> [Task details]:
Give every line below again, exactly.
*-*-*
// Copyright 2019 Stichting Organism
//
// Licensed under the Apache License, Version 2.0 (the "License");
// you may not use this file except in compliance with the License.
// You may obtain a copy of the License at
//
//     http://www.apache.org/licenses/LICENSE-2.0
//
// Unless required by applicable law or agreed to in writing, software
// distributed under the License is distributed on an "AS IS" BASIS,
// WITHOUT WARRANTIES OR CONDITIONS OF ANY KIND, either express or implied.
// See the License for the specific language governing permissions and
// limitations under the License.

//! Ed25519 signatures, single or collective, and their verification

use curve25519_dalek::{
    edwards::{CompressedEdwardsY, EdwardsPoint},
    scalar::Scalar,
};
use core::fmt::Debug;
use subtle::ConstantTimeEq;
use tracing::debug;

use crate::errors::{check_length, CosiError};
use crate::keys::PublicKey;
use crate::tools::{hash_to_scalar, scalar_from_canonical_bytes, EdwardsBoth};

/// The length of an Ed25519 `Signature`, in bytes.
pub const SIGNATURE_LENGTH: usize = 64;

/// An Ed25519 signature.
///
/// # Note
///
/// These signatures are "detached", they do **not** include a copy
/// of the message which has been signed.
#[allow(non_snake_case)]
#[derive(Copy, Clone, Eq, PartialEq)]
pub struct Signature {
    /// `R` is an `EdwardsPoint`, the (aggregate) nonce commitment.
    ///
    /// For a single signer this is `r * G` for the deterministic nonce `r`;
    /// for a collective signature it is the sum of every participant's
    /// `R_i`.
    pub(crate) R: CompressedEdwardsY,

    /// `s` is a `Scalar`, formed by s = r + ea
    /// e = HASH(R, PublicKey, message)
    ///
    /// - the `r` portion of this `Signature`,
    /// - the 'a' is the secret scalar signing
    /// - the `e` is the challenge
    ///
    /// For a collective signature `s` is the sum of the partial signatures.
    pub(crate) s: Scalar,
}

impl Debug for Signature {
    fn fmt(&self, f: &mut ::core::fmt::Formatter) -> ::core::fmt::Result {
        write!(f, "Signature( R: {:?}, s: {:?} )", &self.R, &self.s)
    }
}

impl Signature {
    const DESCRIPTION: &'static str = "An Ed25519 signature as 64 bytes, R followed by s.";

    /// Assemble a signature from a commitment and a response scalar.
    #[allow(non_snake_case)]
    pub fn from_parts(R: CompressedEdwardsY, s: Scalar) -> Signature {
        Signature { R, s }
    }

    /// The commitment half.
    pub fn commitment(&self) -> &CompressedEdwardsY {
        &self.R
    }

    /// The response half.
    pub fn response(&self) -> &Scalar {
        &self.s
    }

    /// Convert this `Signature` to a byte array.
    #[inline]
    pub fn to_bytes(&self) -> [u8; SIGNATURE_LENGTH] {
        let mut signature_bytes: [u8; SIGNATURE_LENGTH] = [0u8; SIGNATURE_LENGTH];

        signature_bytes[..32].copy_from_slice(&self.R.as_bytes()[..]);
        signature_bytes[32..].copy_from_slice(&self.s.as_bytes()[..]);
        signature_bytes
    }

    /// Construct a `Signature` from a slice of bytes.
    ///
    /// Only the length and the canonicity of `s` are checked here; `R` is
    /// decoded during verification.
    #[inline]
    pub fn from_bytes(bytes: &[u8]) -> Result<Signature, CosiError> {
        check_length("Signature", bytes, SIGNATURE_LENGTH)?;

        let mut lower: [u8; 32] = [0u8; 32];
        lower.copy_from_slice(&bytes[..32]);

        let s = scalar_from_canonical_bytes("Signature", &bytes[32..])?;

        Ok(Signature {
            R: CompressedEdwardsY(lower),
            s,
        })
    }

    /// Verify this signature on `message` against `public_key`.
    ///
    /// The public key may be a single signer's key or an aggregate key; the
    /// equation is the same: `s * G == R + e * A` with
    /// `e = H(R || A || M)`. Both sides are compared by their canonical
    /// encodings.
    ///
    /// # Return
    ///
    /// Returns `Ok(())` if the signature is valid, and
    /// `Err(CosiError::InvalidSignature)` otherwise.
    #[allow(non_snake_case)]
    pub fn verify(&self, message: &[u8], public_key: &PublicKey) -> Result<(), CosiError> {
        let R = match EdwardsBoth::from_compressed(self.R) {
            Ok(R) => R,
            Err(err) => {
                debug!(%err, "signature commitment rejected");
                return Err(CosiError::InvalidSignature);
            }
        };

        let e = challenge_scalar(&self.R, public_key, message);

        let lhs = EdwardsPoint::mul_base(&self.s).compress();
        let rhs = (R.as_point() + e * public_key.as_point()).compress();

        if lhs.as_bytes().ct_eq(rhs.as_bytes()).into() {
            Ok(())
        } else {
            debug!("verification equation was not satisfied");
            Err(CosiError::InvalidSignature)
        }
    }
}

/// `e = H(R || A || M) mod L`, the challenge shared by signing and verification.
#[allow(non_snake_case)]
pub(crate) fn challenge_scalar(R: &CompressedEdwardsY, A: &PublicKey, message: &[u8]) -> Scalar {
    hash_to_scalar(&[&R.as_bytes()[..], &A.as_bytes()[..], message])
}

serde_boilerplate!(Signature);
*-*-*
> [Answer to this problem]:
// Copyright 2019 Stichting Organism
//
// Licensed under the Apache License, Version 2.0 (the "License");
// you may not use this file except in compliance with the License.
// You may obtain a copy of the License at
//
//     http://www.apache.org/licenses/LICENSE-2.0
//
// Unless required by applicable law or agreed to in writing, software
// distributed under the License is distributed on an "AS IS" BASIS,
// WITHOUT WARRANTIES OR CONDITIONS OF ANY KIND, either express or implied.
// See the License for the specific language governing permissions and
// limitations under the License.

//! Ed25519 signatures, single or collective, and their verification

use curve25519_dalek::{
    edwards::{CompressedEdwardsY, EdwardsPoint},
    scalar::Scalar,
};
use core::fmt::Debug;
use subtle::ConstantTimeEq;
use tracing::debug;

use crate::errors::{check_length, CosiError};
use crate::keys::PublicKey;
use crate::tools::{hash_to_scalar, scalar_from_canonical_bytes, EdwardsBoth};

/// The length of an Ed25519 `Signature`, in bytes.
pub const SIGNATURE_LENGTH: usize = 64;

/// An Ed25519 signature.
///
/// # Note
///
/// These signatures are "detached", they do **not** include a copy
/// of the message which has been signed.
#[allow(non_snake_case)]
#[derive(Copy, Clone, Eq, PartialEq)]
pub struct Signature {
    /// `R` is an `EdwardsPoint`, the (aggregate) nonce commitment.
    ///
    /// For a single signer this is `r * G` for the deterministic nonce `r`;
    /// for a collective signature it is the sum of every participant's
    /// `R_i`.
    pub(crate) R: CompressedEdwardsY,

    /// `s` is a `Scalar`, formed by s = r + ea
    /// e = HASH(R, PublicKey, message)
    ///
    /// - the `r` portion of this `Signature`,
    /// - the 'a' is the secret scalar signing
    /// - the `e` is the challenge
    ///
    /// For a collective signature `s` is the sum of the partial signatures.
    pub(crate) s: Scalar,
}

impl Debug for Signature {
    fn fmt(&self, f: &mut ::core::fmt::Formatter) -> ::core::fmt::Result {
        write!(f, "Signature( R: {:?}, s: {:?} )", &self.R, &self.s)
    }
}

impl Signature {
    const DESCRIPTION: &'static str = "An Ed25519 signature as 64 bytes, R followed by s.";

    /// Assemble a signature from a commitment and a response scalar.
    #[allow(non_snake_case)]
    pub fn from_parts(R: CompressedEdwardsY, s: Scalar) -> Signature {
        Signature { R, s }
    }

    /// The commitment half.
    pub fn commitment(&self) -> &CompressedEdwardsY {
        &self.R
    }

    /// The response half.
    pub fn response(&self) -> &Scalar {
        &self.s
    }

    /// Convert this `Signature` to a byte array.
    #[inline]
    pub fn to_bytes(&self) -> [u8; SIGNATURE_LENGTH] {
        let mut signature_bytes: [u8; SIGNATURE_LENGTH] = [0u8; SIGNATURE_LENGTH];

        signature_bytes[..32].copy_from_slice(&self.R.as_bytes()[..]);
        signature_bytes[32..].copy_from_slice(&self.s.as_bytes()[..]);
        signature_bytes
    }

    /// Construct a `Signature` from a slice of bytes.
    ///
    /// Only the length and the canonicity of `s` are checked here; `R` is
    /// decoded during verification.
    #[inline]
    pub fn from_bytes(bytes: &[u8]) -> Result<Signature, CosiError> {
        check_length("Signature", bytes, SIGNATURE_LENGTH)?;

        let mut lower: [u8; 32] = [0u8; 32];
        lower.copy_from_slice(&bytes[..32]);

        let s = scalar_from_canonical_bytes("Signature", &bytes[32..])?;

        Ok(Signature {
            R: CompressedEdwardsY(lower),
            s,
        })
    }

    /// Verify this signature on `message` against `public_key`.
    ///
    /// The public key may be a single signer's key or an aggregate key; the
    /// equation is the same: `s * G == R + e * A` with
    /// `e = H(R || A || M)`. Both sides are compared by their canonical
    /// encodings.
    ///
    /// # Return
    ///
    /// Returns `Ok(())` if the signature is valid, and
    /// `Err(CosiError::InvalidSignature)` otherwise.
    #[allow(non_snake_case)]
    pub fn verify(&self, message: &[u8], public_key: &PublicKey) -> Result<(), CosiError> {
        let R = match EdwardsBoth::from_compressed(self.R) {
            Ok(R) => R,
            Err(err) => {
                debug!(%err, "signature commitment rejected");
                return Err(CosiError::InvalidSignature);
            }
        };

        let e = challenge_scalar(&self.R, public_key, message);

        let lhs = EdwardsPoint::mul_base(&self.s).compress();
        let rhs = (R.as_point() + e * public_key.as_point()).compress();

        if lhs.as_bytes().ct_eq(rhs.as_bytes()).into() {
            Ok(())
        } else {
            debug!("verification equation was not satisfied");
            Err(CosiError::InvalidSignature)
        }
    }
}

/// `e = H(R || A || M) mod L`, the challenge shared by signing and verification.
#[allow(non_snake_case)]
pub(crate) fn challenge_scalar(R: &CompressedEdwardsY, A: &PublicKey, message: &[u8]) -> Scalar {
    hash_to_scalar(&[&R.as_bytes()[..], &A.as_bytes()[..], message])
}

serde_boilerplate!(Signature);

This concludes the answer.